Antibiotic resistance versus small molecules, the chemical evolution

Abstract

Two discovery approaches directed to addressing the problem of increasing bacterial resistance are described. The first is a program to build activity against methicillin-resistant Staphylococcus aureus (MRSA) into the cephalosporin class of antibacterials, by enhancing affinity for PBP2a, the penicillin-binding protein responsible for this resistance. Through stepwise improvement in potency, human serum binding, solubility, and betalactamase stability, a stable of new compounds with excellent potential as anti-MRSA agents was realized. From this set was Chosen MC-02, 479 (RWJ- 54428), which is now undergoing extensive preclinical evaluation.
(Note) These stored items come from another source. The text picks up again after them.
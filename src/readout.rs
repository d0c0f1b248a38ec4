use crate::constants::{CHOSEN_CLASS, VOLUME_DECIMALS, VOLUME_READOUT_ID};
use crate::format::format_volume;
use web_sys as web;

/// Write the current volume into the readout element, if the page has one.
pub fn update_volume(document: &web::Document, volume: f64) {
    if let Some(el) = document.get_element_by_id(VOLUME_READOUT_ID) {
        el.set_text_content(Some(&format_volume(volume, VOLUME_DECIMALS)));
        let _ = el.set_attribute("data-volume", &volume.to_string());
    }
}

pub fn mark_chosen(previous: Option<&web::HtmlElement>, current: Option<&web::HtmlElement>) {
    if let Some(el) = previous {
        let _ = el.class_list().remove_1(CHOSEN_CLASS);
    }
    if let Some(el) = current {
        let _ = el.class_list().add_1(CHOSEN_CLASS);
    }
}
//! Masonry packing: items of varying height are dropped into the currently
//! shortest column, keeping source order.

use crate::constants::{MASONRY_BREAK_AT, MASONRY_COLUMNS, MASONRY_MARGIN};
use smallvec::SmallVec;
use thiserror::Error;

#[derive(Debug, Error, PartialEq)]
pub enum LayoutError {
    #[error("masonry needs at least one column")]
    NoColumns,
    #[error("breakpoint {width}px maps to zero columns")]
    EmptyBreakpoint { width: u32 },
    #[error("margin must be finite and non-negative, got {0}")]
    BadMargin(f64),
}

#[derive(Clone, Debug, PartialEq)]
pub struct MasonryOptions {
    pub margin: f64,
    pub columns: usize,
    /// (max viewport width in px, columns) pairs
    pub break_at: SmallVec<[(u32, usize); 2]>,
}

impl Default for MasonryOptions {
    fn default() -> Self {
        Self {
            margin: MASONRY_MARGIN,
            columns: MASONRY_COLUMNS,
            break_at: MASONRY_BREAK_AT.iter().copied().collect(),
        }
    }
}

impl MasonryOptions {
    pub fn validate(&self) -> Result<(), LayoutError> {
        if self.columns == 0 {
            return Err(LayoutError::NoColumns);
        }
        if let Some(&(width, _)) = self.break_at.iter().find(|(_, c)| *c == 0) {
            return Err(LayoutError::EmptyBreakpoint { width });
        }
        if !self.margin.is_finite() || self.margin < 0.0 {
            return Err(LayoutError::BadMargin(self.margin));
        }
        Ok(())
    }

    /// Column count for a viewport width: the smallest breakpoint that is
    /// `>= viewport_width`, otherwise `columns`.
    pub fn columns_for_width(&self, viewport_width: f64) -> usize {
        self.break_at
            .iter()
            .filter(|(w, _)| viewport_width <= *w as f64)
            .min_by_key(|(w, _)| *w)
            .map(|(_, c)| *c)
            .unwrap_or(self.columns)
            .max(1)
    }
}

/// Position of one item relative to the container's top-left corner.
#[derive(Clone, Copy, Debug, PartialEq)]
pub struct Placement {
    pub x: f64,
    pub y: f64,
    pub width: f64,
    pub column: usize,
}

#[derive(Clone, Debug, Default, PartialEq)]
pub struct MasonryLayout {
    pub columns: usize,
    pub column_width: f64,
    pub placements: Vec<Placement>,
    pub container_height: f64,
}

pub struct Masonry {
    options: MasonryOptions,
}

impl Masonry {
    pub fn new(options: MasonryOptions) -> Result<Self, LayoutError> {
        options.validate()?;
        Ok(Self { options })
    }

    pub fn options(&self) -> &MasonryOptions {
        &self.options
    }

    pub fn pack(&self, container_width: f64, viewport_width: f64, heights: &[f64]) -> MasonryLayout {
        let cols = self.options.columns_for_width(viewport_width);
        let margin = self.options.margin;
        let column_width =
            ((container_width - margin * (cols as f64 - 1.0)) / cols as f64).max(0.0);

        let mut column_heights: SmallVec<[f64; 16]> = SmallVec::from_elem(0.0, cols);
        let mut placements = Vec::with_capacity(heights.len());
        for &h in heights {
            let (column, top) = shortest_column(&column_heights);
            placements.push(Placement {
                x: column as f64 * (column_width + margin),
                y: top,
                width: column_width,
                column,
            });
            column_heights[column] = top + h + margin;
        }
        let tallest = column_heights.iter().copied().fold(0.0_f64, f64::max);
        MasonryLayout {
            columns: cols,
            column_width,
            placements,
            container_height: if heights.is_empty() {
                0.0
            } else {
                (tallest - margin).max(0.0)
            },
        }
    }
}

// leftmost wins on ties
#[inline]
fn shortest_column(column_heights: &[f64]) -> (usize, f64) {
    let mut best_i = 0usize;
    let mut best_h = f64::MAX;
    for (i, h) in column_heights.iter().enumerate() {
        if *h < best_h {
            best_h = *h;
            best_i = i;
        }
    }
    (best_i, best_h)
}

/// Opaque result of laying out one generation of blocks. Replaced, never
/// merged, whenever blocks are regenerated.
#[derive(Clone, Debug, PartialEq)]
pub struct LayoutHandle {
    pub generation: u64,
    pub layout: MasonryLayout,
}
use crate::app::{self, App};
use crate::constants::GENERATE_BUTTON_ID;
use crate::dom;
use std::cell::RefCell;
use std::rc::Rc;
use wasm_bindgen::closure::Closure;
use wasm_bindgen::JsCast;
use wasm_bindgen_futures::spawn_local;
use web_sys as web;

/// Listeners registered at mount. Dropping this without calling
/// [`Listeners::teardown`] leaves dangling callbacks in the page.
pub struct Listeners {
    resize: Closure<dyn FnMut()>,
    scroll: Closure<dyn FnMut()>,
    click: Option<(web::Element, Closure<dyn FnMut()>)>,
}

pub fn spawn_generate(app: Rc<RefCell<App>>) {
    spawn_local(async move {
        if let Err(e) = app::generate(app).await {
            log::error!("generate error: {:?}", e);
        }
    });
}

pub fn wire(window: &web::Window, app: &Rc<RefCell<App>>) -> Listeners {
    let app_resize = app.clone();
    let resize = Closure::wrap(Box::new(move || {
        app_resize.borrow_mut().on_resize();
    }) as Box<dyn FnMut()>);
    let _ = window.add_event_listener_with_callback("resize", resize.as_ref().unchecked_ref());

    let app_scroll = app.clone();
    let scroll = Closure::wrap(Box::new(move || {
        app_scroll.borrow_mut().on_scroll();
    }) as Box<dyn FnMut()>);
    let _ = window.add_event_listener_with_callback("scroll", scroll.as_ref().unchecked_ref());

    let app_click = app.clone();
    let click = dom::add_click_listener(&app.borrow().document, GENERATE_BUTTON_ID, move || {
        spawn_generate(app_click.clone());
    });
    if click.is_none() {
        log::warn!("#{} not found; generate is only reachable from JS", GENERATE_BUTTON_ID);
    }

    Listeners {
        resize,
        scroll,
        click,
    }
}

impl Listeners {
    /// Remove exactly the callbacks that [`wire`] registered.
    pub fn teardown(self, window: &web::Window) {
        let _ = window
            .remove_event_listener_with_callback("resize", self.resize.as_ref().unchecked_ref());
        let _ = window
            .remove_event_listener_with_callback("scroll", self.scroll.as_ref().unchecked_ref());
        if let Some((el, click)) = &self.click {
            let _ = el.remove_event_listener_with_callback("click", click.as_ref().unchecked_ref());
        }
    }
}
// Host-side tests for constants and their relationships.
// The main crate is wasm-only, so we include the pure-Rust module directly.

#![allow(dead_code)]
mod web_constants {
    include!("../src/constants.rs");
}

use web_constants::*;

#[test]
#[allow(clippy::assertions_on_constants)]
fn core_constants_are_consistent() {
    assert!(sound_core::BLOCK_HEIGHT_MIN <= sound_core::BLOCK_HEIGHT_MAX);
    assert!(sound_core::VOLUME_RANGE > 0.0);
    assert!(sound_core::MASONRY_MARGIN >= 0.0);
    for (width, cols) in sound_core::MASONRY_BREAK_AT {
        assert!(width > 0);
        assert!(cols > 0 && cols <= sound_core::MASONRY_COLUMNS);
    }
}

#[test]
fn finder_config_defaults_match_constants() {
    let c = sound_core::FinderConfig::default();
    assert_eq!(c.volume_range, 1000.0);
    assert_eq!(c.generate_count, 500);
    assert_eq!((c.height_min, c.height_max), (5, 10));
}

#[test]
#[allow(clippy::assertions_on_constants)]
fn web_constants_are_usable() {
    assert!(PX_PER_HEIGHT_UNIT > 0.0);
    assert!(BLOCK_WRAPPER_SELECTOR.starts_with('.'));
    assert!(!GENERATE_BUTTON_ID.is_empty());
    assert!(!VOLUME_READOUT_ID.is_empty());
    assert_ne!(BLOCK_CLASS, CHOSEN_CLASS);
}
use crate::constants::{BLOCK_CLASS, BLOCK_ID_ATTR, PX_PER_HEIGHT_UNIT};
use fnv::FnvHashMap;
use sound_core::{Block, BlockId, MasonryLayout};
use wasm_bindgen::JsCast;
use web_sys as web;

pub type BlockElements = FnvHashMap<BlockId, web::HtmlElement>;

#[inline]
fn js_err(e: wasm_bindgen::JsValue) -> anyhow::Error {
    anyhow::anyhow!("{:?}", e)
}

/// Replace the container's children with one element per block, in block
/// order. Returns the id -> element mapping used for selection lookups.
pub fn render_blocks(
    document: &web::Document,
    container: &web::HtmlElement,
    blocks: &[Block],
) -> anyhow::Result<BlockElements> {
    container.set_inner_html("");
    let mut elements = FnvHashMap::with_capacity_and_hasher(blocks.len(), Default::default());
    for block in blocks {
        let el: web::HtmlElement = document
            .create_element("div")
            .map_err(js_err)?
            .dyn_into()
            .map_err(|e| anyhow::anyhow!("{:?}", e))?;
        el.set_class_name(BLOCK_CLASS);
        el.set_attribute(BLOCK_ID_ATTR, &block.id.to_string())
            .map_err(js_err)?;
        let style = el.style();
        let _ = style.set_property("background-color", block.color.css_name());
        let _ = style.set_property(
            "height",
            &format!("{}px", block.height as f64 * PX_PER_HEIGHT_UNIT),
        );
        container.append_child(&el).map_err(js_err)?;
        elements.insert(block.id, el);
    }
    Ok(elements)
}

/// Position rendered blocks according to a packed layout.
pub fn apply_layout(
    container: &web::HtmlElement,
    blocks: &[Block],
    elements: &BlockElements,
    layout: &MasonryLayout,
) {
    let cs = container.style();
    let _ = cs.set_property("position", "relative");
    let _ = cs.set_property("height", &format!("{}px", layout.container_height));
    for (block, p) in blocks.iter().zip(&layout.placements) {
        if let Some(el) = elements.get(&block.id) {
            let s = el.style();
            let _ = s.set_property("position", "absolute");
            let _ = s.set_property("left", &format!("{}px", p.x));
            let _ = s.set_property("top", &format!("{}px", p.y));
            let _ = s.set_property("width", &format!("{}px", p.width));
        }
    }
}
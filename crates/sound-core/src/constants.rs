use crate::block::BlockColor;

// Shared tuning constants used by the core and the web frontend.

// Block generation
pub const BLOCK_PALETTE: [BlockColor; 5] = [
    BlockColor::Red,
    BlockColor::Green,
    BlockColor::Blue,
    BlockColor::Yellow,
    BlockColor::Grey,
];
pub const BLOCK_HEIGHT_MIN: u32 = 5;
pub const BLOCK_HEIGHT_MAX: u32 = 10; // inclusive
pub const GENERATE_COUNT: usize = 500; // blocks per click

// Distance (px) at which volume reaches zero on one axis
pub const VOLUME_RANGE: f64 = 1000.0;

// Masonry
pub const MASONRY_MARGIN: f64 = 30.0;
pub const MASONRY_COLUMNS: usize = 10;
pub const MASONRY_BREAK_AT: [(u32, usize); 1] = [(480, 6)]; // viewport width <= 480 -> 6 columns

/// Tunables for a [`crate::SoundFinder`].
///
/// The defaults reproduce the stock widget; tests shrink `generate_count` to
/// keep fixtures small.
#[derive(Clone, Debug)]
pub struct FinderConfig {
    pub volume_range: f64,
    pub generate_count: usize,
    pub height_min: u32,
    pub height_max: u32,
}

impl Default for FinderConfig {
    fn default() -> Self {
        Self {
            volume_range: VOLUME_RANGE,
            generate_count: GENERATE_COUNT,
            height_min: BLOCK_HEIGHT_MIN,
            height_max: BLOCK_HEIGHT_MAX,
        }
    }
}
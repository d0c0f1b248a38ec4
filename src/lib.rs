#![cfg(target_arch = "wasm32")]
use std::cell::RefCell;
use std::rc::Rc;
use std::sync::atomic::{AtomicBool, Ordering};
use wasm_bindgen::prelude::*;
use wasm_bindgen::JsCast;
use wasm_bindgen_futures::spawn_local;
use web_sys as web;

mod app;
mod constants;
mod dom;
mod events;
mod format;
mod readout;
mod render;

use app::App;
use constants::BLOCK_WRAPPER_SELECTOR;

struct Mounted {
    app: Rc<RefCell<App>>,
    listeners: events::Listeners,
}

thread_local! {
    static MOUNTED: RefCell<Option<Mounted>> = const { RefCell::new(None) };
}

static STARTED: AtomicBool = AtomicBool::new(false);

#[wasm_bindgen(start)]
pub fn start() -> Result<(), JsValue> {
    console_error_panic_hook::set_once();
    console_log::init_with_level(log::Level::Info).ok();
    log::info!("sound-finder-web starting");

    spawn_local(async move {
        if let Err(e) = init().await {
            log::error!("init error: {:?}", e);
        }
    });
    Ok(())
}

async fn init() -> anyhow::Result<()> {
    if STARTED.swap(true, Ordering::SeqCst) {
        return Ok(());
    }
    let mounted = mount_into_page();
    if mounted.is_err() {
        STARTED.store(false, Ordering::SeqCst);
    }
    mounted
}

fn mount_into_page() -> anyhow::Result<()> {
    let window = web::window().ok_or_else(|| anyhow::anyhow!("no window"))?;
    let document = window
        .document()
        .ok_or_else(|| anyhow::anyhow!("no document"))?;

    let container: web::HtmlElement = document
        .query_selector(BLOCK_WRAPPER_SELECTOR)
        .map_err(|e| anyhow::anyhow!("{:?}", e))?
        .ok_or_else(|| anyhow::anyhow!("missing {}", BLOCK_WRAPPER_SELECTOR))?
        .dyn_into::<web::HtmlElement>()
        .map_err(|e| anyhow::anyhow!(format!("{:?}", e)))?;

    let app = Rc::new(RefCell::new(App::new(document, container)?));
    let listeners = events::wire(&window, &app);
    app.borrow_mut().refresh();
    MOUNTED.with(|m| *m.borrow_mut() = Some(Mounted { app, listeners }));
    log::info!("sound-finder mounted");
    Ok(())
}

/// Mount again after [`unmount`]. No-op while already mounted.
#[wasm_bindgen]
pub fn mount() {
    spawn_local(async move {
        if let Err(e) = init().await {
            log::error!("mount error: {:?}", e);
        }
    });
}

/// Current derived volume, 0 when nothing is mounted or chosen.
#[wasm_bindgen]
pub fn sound_volume() -> f64 {
    MOUNTED.with(|m| {
        m.borrow()
            .as_ref()
            .map(|m| m.app.borrow().finder.sound_volume())
            .unwrap_or(0.0)
    })
}

/// Same as clicking the generate button.
#[wasm_bindgen]
pub fn generate() {
    let app = MOUNTED.with(|m| m.borrow().as_ref().map(|m| m.app.clone()));
    match app {
        Some(app) => events::spawn_generate(app),
        None => log::warn!("generate called before mount"),
    }
}

/// Detach window and button listeners. The page keeps its last render.
#[wasm_bindgen]
pub fn unmount() {
    let mounted = MOUNTED.with(|m| m.borrow_mut().take());
    if let (Some(mounted), Some(window)) = (mounted, web::window()) {
        match mounted.app.try_borrow_mut() {
            Ok(mut app) => app.finder.cancel_pending(),
            Err(_) => log::warn!("unmount while app is busy; pending generate not cancelled"),
        }
        mounted.listeners.teardown(&window);
        log::info!("sound-finder unmounted");
    }
    STARTED.store(false, Ordering::SeqCst);
}
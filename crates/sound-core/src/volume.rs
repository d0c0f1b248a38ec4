use crate::geometry::Coordinate;
use glam::DVec2;

/// Vector from the chosen block to the viewport center (`center - chosen`),
/// defined only when both points are known.
#[inline]
pub fn collide_vector(center: Option<Coordinate>, chosen: Option<Coordinate>) -> Option<DVec2> {
    Some(center? - chosen?)
}

/// Map a center offset to a volume.
///
/// Each axis contributes `(range - |d|) / range`; the two are averaged and
/// floored at zero. Neither axis term can exceed 1, so the result never
/// exceeds 1 and no upper clamp is applied.
pub fn sound_volume(collide: Option<DVec2>, volume_range: f64) -> f64 {
    let Some(d) = collide else {
        return 0.0;
    };
    if volume_range <= 0.0 {
        return 0.0;
    }
    let horizontal = (volume_range - d.x.abs()) / volume_range;
    let vertical = (volume_range - d.y.abs()) / volume_range;
    let avg = (horizontal + vertical) / 2.0;
    if avg < 0.0 {
        0.0
    } else {
        avg
    }
}
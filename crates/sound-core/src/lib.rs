pub mod block;
pub mod constants;
pub mod finder;
pub mod geometry;
pub mod layout;
pub mod volume;

pub use block::*;
pub use constants::*;
pub use finder::*;
pub use geometry::*;
pub use layout::*;
pub use volume::*;
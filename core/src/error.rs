// Licensed to the Apache Software Foundation (ASF) under one
// or more contributor license agreements.  See the NOTICE file
// distributed with this work for additional information
// regarding copyright ownership.  The ASF licenses this file
// to you under the Apache License, Version 2.0 (the
// "License"); you may not use this file except in compliance
// with the License.  You may obtain a copy of the License at
//
//   http://www.apache.org/licenses/LICENSE-2.0
//
// Unless required by applicable law or agreed to in writing,
// software distributed under the License is distributed on an
// "AS IS" BASIS, WITHOUT WARRANTIES OR CONDITIONS OF ANY
// KIND, either express or implied.  See the License for the
// specific language governing permissions and limitations
// under the License.

use std::fmt;
use thiserror::Error;

/// The error type for credential resolution.
#[derive(Error, Debug)]
#[error("{message}")]
pub struct Error {
    kind: ErrorKind,
    message: String,
    #[source]
    source: Option<anyhow::Error>,
    context: Vec<String>,
}

/// The kind of error that occurred.
///
/// [`ErrorKind::ConfigInvalid`], [`ErrorKind::CredentialInvalid`] and
/// [`ErrorKind::CredentialNotFound`] form the credential error family, see
/// [`Error::is_credential_error`]. Transport level failures keep their own
/// kinds so callers can decide whether to retry.
#[derive(Debug, Clone, Copy, PartialEq, Eq)]
pub enum ErrorKind {
    /// A provider was configured but required fields are missing or empty.
    ConfigInvalid,

    /// The remote service answered, but not with a usable credential.
    CredentialInvalid,

    /// Every provider was consulted and none of them had a credential.
    CredentialNotFound,

    /// The request did not finish within the configured timeout.
    Timeout,

    /// Connection level failure reported by the http client.
    Transport,

    /// Unexpected errors (I/O, encoding, etc.)
    Unexpected,
}

impl Error {
    /// Create a new error with the given kind and message
    pub fn new(kind: ErrorKind, message: impl Into<String>) -> Self {
        Self {
            kind,
            message: message.into(),
            source: None,
            context: Vec::new(),
        }
    }

    /// Add a source error
    pub fn with_source(mut self, source: impl Into<anyhow::Error>) -> Self {
        self.source = Some(source.into());
        self
    }

    /// Attach a line of context, e.g. the url or profile involved.
    pub fn with_context(mut self, context: impl Into<String>) -> Self {
        self.context.push(context.into());
        self
    }

    /// Get the error kind
    pub fn kind(&self) -> ErrorKind {
        self.kind
    }

    /// Get the error message without context.
    pub fn message(&self) -> &str {
        &self.message
    }

    /// Get the attached context lines.
    pub fn context(&self) -> &[String] {
        &self.context
    }

    /// Check if this is a credential error.
    ///
    /// Credential errors are raised by providers themselves: bad configuration,
    /// unusable remote responses and an exhausted provider chain.
    pub fn is_credential_error(&self) -> bool {
        matches!(
            self.kind,
            ErrorKind::ConfigInvalid | ErrorKind::CredentialInvalid | ErrorKind::CredentialNotFound
        )
    }

    /// Check if this error comes from the transport layer.
    pub fn is_transport_error(&self) -> bool {
        matches!(self.kind, ErrorKind::Timeout | ErrorKind::Transport)
    }
}

// Convenience constructors
impl Error {
    /// Create a config invalid error
    pub fn config_invalid(message: impl Into<String>) -> Self {
        Self::new(ErrorKind::ConfigInvalid, message)
    }

    /// Create a credential invalid error
    pub fn credential_invalid(message: impl Into<String>) -> Self {
        Self::new(ErrorKind::CredentialInvalid, message)
    }

    /// Create a credential not found error
    pub fn credential_not_found(message: impl Into<String>) -> Self {
        Self::new(ErrorKind::CredentialNotFound, message)
    }

    /// Create a timeout error
    pub fn timeout(message: impl Into<String>) -> Self {
        Self::new(ErrorKind::Timeout, message)
    }

    /// Create a transport error
    pub fn transport(message: impl Into<String>) -> Self {
        Self::new(ErrorKind::Transport, message)
    }

    /// Create an unexpected error
    pub fn unexpected(message: impl Into<String>) -> Self {
        Self::new(ErrorKind::Unexpected, message)
    }
}

impl fmt::Display for ErrorKind {
    fn fmt(&self, f: &mut fmt::Formatter<'_>) -> fmt::Result {
        match self {
            ErrorKind::ConfigInvalid => write!(f, "invalid configuration"),
            ErrorKind::CredentialInvalid => write!(f, "invalid credentials"),
            ErrorKind::CredentialNotFound => write!(f, "credentials not found"),
            ErrorKind::Timeout => write!(f, "timeout"),
            ErrorKind::Transport => write!(f, "transport error"),
            ErrorKind::Unexpected => write!(f, "unexpected error"),
        }
    }
}

/// Convenience type alias for Results
pub type Result<T> = std::result::Result<T, Error>;

impl From<anyhow::Error> for Error {
    fn from(err: anyhow::Error) -> Self {
        Self::unexpected(err.to_string()).with_source(err)
    }
}

impl From<http::Error> for Error {
    fn from(err: http::Error) -> Self {
        Self::unexpected(err.to_string()).with_source(anyhow::Error::from(err))
    }
}

impl From<std::string::FromUtf8Error> for Error {
    fn from(err: std::string::FromUtf8Error) -> Self {
        Self::unexpected(err.to_string()).with_source(anyhow::Error::from(err))
    }
}

impl From<std::io::Error> for Error {
    fn from(err: std::io::Error) -> Self {
        Self::unexpected(err.to_string()).with_source(anyhow::Error::from(err))
    }
}
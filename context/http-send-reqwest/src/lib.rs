// Licensed to the Apache Software Foundation (ASF) under one
// or more contributor license agreements.  See the NOTICE file
// distributed with this work for additional information
// regarding copyright ownership.  The ASF licenses this file
// to you under the Apache License, Version 2.0 (the
// "License"); you may not use this file except in compliance
// with the License.  You may obtain a copy of the License at
//
//   http://www.apache.org/licenses/LICENSE-2.0
//
// Unless required by applicable law or agreed to in writing,
// software distributed under the License is distributed on an
// "AS IS" BASIS, WITHOUT WARRANTIES OR CONDITIONS OF ANY
// KIND, either express or implied.  See the License for the
// specific language governing permissions and limitations
// under the License.

//! Reqwest based http client for alicred.
//!
//! ```no_run
//! use alicred_core::Context;
//! use alicred_http_send_reqwest::ReqwestHttpSend;
//!
//! let ctx = Context::new().with_http_send(ReqwestHttpSend::default());
//! ```

use alicred_core::{Error, HttpSend, Result};
use async_trait::async_trait;
use bytes::Bytes;
use http_body_util::BodyExt;
use reqwest::{Client, Request};

/// Reqwest-based implementation of the `HttpSend` trait.
///
/// Timeouts and connection failures are reported with their own error kinds
/// instead of being folded into credential errors.
#[derive(Debug, Default)]
pub struct ReqwestHttpSend {
    client: Client,
}

impl ReqwestHttpSend {
    /// Create a new ReqwestHttpSend with a reqwest::Client.
    pub fn new(client: Client) -> Self {
        Self { client }
    }
}

fn map_reqwest_error(err: reqwest::Error) -> Error {
    if err.is_timeout() {
        Error::timeout("http request timed out").with_source(err)
    } else if err.is_connect() {
        Error::transport("failed to connect").with_source(err)
    } else if err.is_request() || err.is_body() {
        Error::transport("http request failed").with_source(err)
    } else {
        Error::unexpected("http request failed").with_source(err)
    }
}

#[async_trait]
impl HttpSend for ReqwestHttpSend {
    async fn http_send(&self, req: http::Request<Bytes>) -> Result<http::Response<Bytes>> {
        let uri = req.uri().to_string();
        let req = Request::try_from(req).map_err(|e| {
            Error::unexpected("failed to convert http request").with_source(e)
        })?;
        let resp: http::Response<_> = self
            .client
            .execute(req)
            .await
            .map_err(|e| map_reqwest_error(e).with_context(format!("url: {uri}")))?
            .into();

        let (parts, body) = resp.into_parts();
        let bs = BodyExt::collect(body)
            .await
            .map(|buf| buf.to_bytes())
            .map_err(|e| map_reqwest_error(e).with_context(format!("url: {uri}")))?;
        Ok(http::Response::from_parts(parts, bs))
    }
}
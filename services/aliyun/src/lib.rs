// Licensed to the Apache Software Foundation (ASF) under one
// or more contributor license agreements.  See the NOTICE file
// distributed with this work for additional information
// regarding copyright ownership.  The ASF licenses this file
// to you under the Apache License, Version 2.0 (the
// "License"); you may not use this file except in compliance
// with the License.  You may obtain a copy of the License at
//
//   http://www.apache.org/licenses/LICENSE-2.0
//
// Unless required by applicable law or agreed to in writing,
// software distributed under the License is distributed on an
// "AS IS" BASIS, WITHOUT WARRANTIES OR CONDITIONS OF ANY
// KIND, either express or implied.  See the License for the
// specific language governing permissions and limitations
// under the License.

//! Alibaba Cloud credential resolution for alicred.
//!
//! This crate resolves the access key pair (and optional security token)
//! used to call Alibaba Cloud APIs, from whichever source is configured.
//!
//! ## Quick Start
//!
//! ```no_run
//! use alicred_aliyun::DefaultCredentialProvider;
//! use alicred_core::{Context, OsEnv};
//! use alicred_file_read_tokio::TokioFileRead;
//! use alicred_http_send_reqwest::ReqwestHttpSend;
//!
//! #[tokio::main]
//! async fn main() -> alicred_core::Result<()> {
//!     let ctx = Context::new()
//!         .with_file_read(TokioFileRead)
//!         .with_http_send(ReqwestHttpSend::default())
//!         .with_env(OsEnv);
//!
//!     let provider = DefaultCredentialProvider::new();
//!     let cred = provider.get_credentials(&ctx).await?;
//!     println!("access key id: {}", cred.access_key_id);
//!     Ok(())
//! }
//! ```
//!
//! ## Credential Sources
//!
//! [`DefaultCredentialProvider`] tries the providers registered with
//! [`DefaultCredentialProvider::add_credentials_provider`] first, then:
//!
//! ### Environment Variables
//!
//! ```bash
//! export ALIBABA_CLOUD_ACCESS_KEY_ID=your-access-key-id
//! export ALIBABA_CLOUD_ACCESS_KEY_SECRET=your-access-key-secret
//! export ALIBABA_CLOUD_SECURITY_TOKEN=your-sts-token  # Optional, for STS
//! ```
//!
//! ### Credentials File
//!
//! Profiles from `~/.alibabacloud/credentials.ini` (or the path in
//! `ALIBABA_CLOUD_CREDENTIALS_FILE`), selected by `ALIBABA_CLOUD_PROFILE`:
//!
//! ```ini
//! [default]
//! type = ram_role_arn
//! access_key_id = foo
//! access_key_secret = bar
//! role_arn = acs:ram::123456789012:role/MyRole
//! role_session_name = session
//! ```
//!
//! ### ECS RAM Role
//!
//! When `ALIBABA_CLOUD_ECS_METADATA` is set on an ECS instance, credentials
//! for the RAM role it names are obtained from the metadata service. An empty
//! value discovers the role attached to the instance.
//!
//! ## Remote Providers
//!
//! ```no_run
//! use alicred_aliyun::{Config, RamRoleArnCredentialProvider};
//!
//! let config = Config {
//!     access_key_id: Some("access_key_id".to_string()),
//!     access_key_secret: Some("access_key_secret".to_string()),
//!     role_arn: Some("acs:ram::123456789012:role/MyRole".to_string()),
//!     ..Default::default()
//! };
//! let provider = RamRoleArnCredentialProvider::new(config.into());
//! ```
//!
//! Credentials returned by [`EcsRamRoleCredentialProvider`],
//! [`RamRoleArnCredentialProvider`] and [`RsaKeyPairCredentialProvider`] are
//! cached and only fetched again once expired.

pub mod constants;

mod config;
pub use config::Config;

mod credential;
pub use credential::Credential;

pub mod rpc;

mod provide_credential;
pub use provide_credential::*;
The second approach explores the uridyl peptide family of antibiotics, inhibitors of bacterial translocase (mraY), whose members include the pacidamycins, mureidomycins, and napsamycins. Access to a diverse set of analogs by total synthesis was catalyzed by the discovery that hydrogenation of the 4'- exoenamidofuranosyl moiety causes no loss in biological activity. Depthful exploration of SAR required (1) establishment of the absolute stereochemistry of the central diaminobutyric acid (DABA) moiety and (2) determination of the stereochemistry of the 4'-substituent on the deoxyfuranose unit. The former was accomplished by comparison of DABA derived from degradation of a natural product pacidamycin with a sample synthesized from L- threonine. The biological activity of one member of a synthesized library of possible stereoisomers of the natural product established the absolute stereochemistry of the remaining centers. A variety of analogs of the natural product were prepared utilizing the synthetic methods developed, and their biological activities provide important insights into the specificity and spectrum of the antibiotic class.